We are a diversified manufacturer of railcars and railcar components. We design and manufacture a broad variety of railcar types for transportation of bulk commodities and containerized freight products primarily in North America. We also provide railcar rebody and repair services, railcar conversion services that repurpose idled rail assets back into revenue service, and supply railcar parts. We have been manufacturing railcars since 1901.

The Company's operations consist of two operating and reportable segments, Manufacturing and Aftermarket. The Company identifies reportable segments based on differences in products and services. The Company's Manufacturing segment includes new railcar manufacturing, used railcar sales, and major conversions and rebodies. The Company's Aftermarket segment includes the selling of forged, cast and fabricated railcar parts and supplies for all railcar types, and provides aftermarket services including safety training, railcar inspections, and preventative maintenance.

Our Manufacturing segment revenues are generated primarily from sales of the railcars that we manufacture. Our Manufacturing segment sales depend on industry demand for new railcars, which is driven by overall economic conditions and the demand for railcar transportation of various products such as steel products, minerals, cement, motor vehicles, forest products, agricultural commodities and coal. Our Manufacturing segment sales are also affected by competitive market pressures that impact our market share, the prices for our railcars and by the types of railcars sold. Our Manufacturing segment revenues also include revenues from railcar conversions and rebodies. Our Aftermarket segment revenues are generated primarily from sales of forged, cast and fabricated railcar parts and supplies for all railcar types.

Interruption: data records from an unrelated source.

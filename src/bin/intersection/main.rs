use clap::Parser;
use std::sync::Arc;
use std::thread;
use std::time::{Duration, Instant};
use tracing::{error, info};
use tracing_subscriber;
use traffic_light::{CountdownLatch, LightConfig, Result, TrafficLight};

struct Vehicle {
    id: usize,
    rounds: usize,
    light: Arc<TrafficLight>,
    crossed: CountdownLatch,
}

impl Vehicle {
    fn run(self) {
        let start = Instant::now();
        for round in 1..=self.rounds {
            info!("vehicle-{} waiting at red, round {}", self.id, round);
            self.light.wait_for_green();
            info!(
                "vehicle-{} crossed after {:.3}s, light is {}",
                self.id,
                start.elapsed().as_secs_f64(),
                self.light.current_phase()
            );
        }
        self.crossed.countdown();
    }
}

#[derive(Parser, Debug)]
#[clap(author, version, about, long_about = None)]
struct Options {
    /// number of vehicles queued at the light
    #[clap(short, long)]
    #[clap(default_value_t = 3)]
    vehicles: usize,

    /// times each vehicle goes through the intersection
    #[clap(short, long)]
    #[clap(default_value_t = 1)]
    rounds: usize,

    /// shortest phase in milliseconds
    #[clap(long)]
    #[clap(default_value_t = 4000)]
    min_cycle_ms: u64,

    /// longest phase in milliseconds
    #[clap(long)]
    #[clap(default_value_t = 6000)]
    max_cycle_ms: u64,

    /// timing loop polling interval in milliseconds
    #[clap(short, long)]
    #[clap(default_value_t = 1)]
    poll_ms: u64,
}

fn main() -> Result<()> {
    // install global collector configured based on RUST_LOG env var.
    tracing_subscriber::fmt::init();

    let options = Options::parse();
    let config = LightConfig::default()
        .with_cycle(
            Duration::from_millis(options.min_cycle_ms),
            Duration::from_millis(options.max_cycle_ms),
        )
        .with_poll_interval(Duration::from_millis(options.poll_ms));

    let light = match TrafficLight::with_config(config) {
        Ok(light) => Arc::new(light),
        Err(e) => {
            error!("invalid configuration: {}", e);
            return Err(e);
        }
    };

    let crossed = CountdownLatch::new(options.vehicles);
    let mut handles = Vec::with_capacity(options.vehicles);
    for id in 1..=options.vehicles {
        let vehicle = Vehicle {
            id,
            rounds: options.rounds,
            light: light.clone(),
            crossed: crossed.clone(),
        };
        let handle = thread::Builder::new()
            .name(format!("vehicle-{}", id))
            .spawn(move || vehicle.run())?;
        handles.push(handle);
    }

    light.simulate()?;
    info!("{} vehicles waiting, light is {}", options.vehicles, light.current_phase());

    crossed.wait();
    for handle in handles {
        if handle.join().is_err() {
            error!("vehicle thread panicked");
        }
    }

    light.join();
    info!("all vehicles crossed after {} phase changes", light.toggle_count());

    Ok(())
}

The variable purchase patterns of our customers and the timing of completion, delivery and customer acceptance may cause our revenues and income from operations to vary substantially each quarter, which will result in significant fluctuations in our quarterly results. Further, recent changes to United States and foreign trade policies, including the imposition of new tariffs, have created increased geopolitical and macroeconomic uncertainty. Future changes in governmental and economic policies could impact our cost structure, demand for our products and results of operation. We continue to actively monitor new global trade policies and remain focused on strategic initiatives to drive operational efficiencies.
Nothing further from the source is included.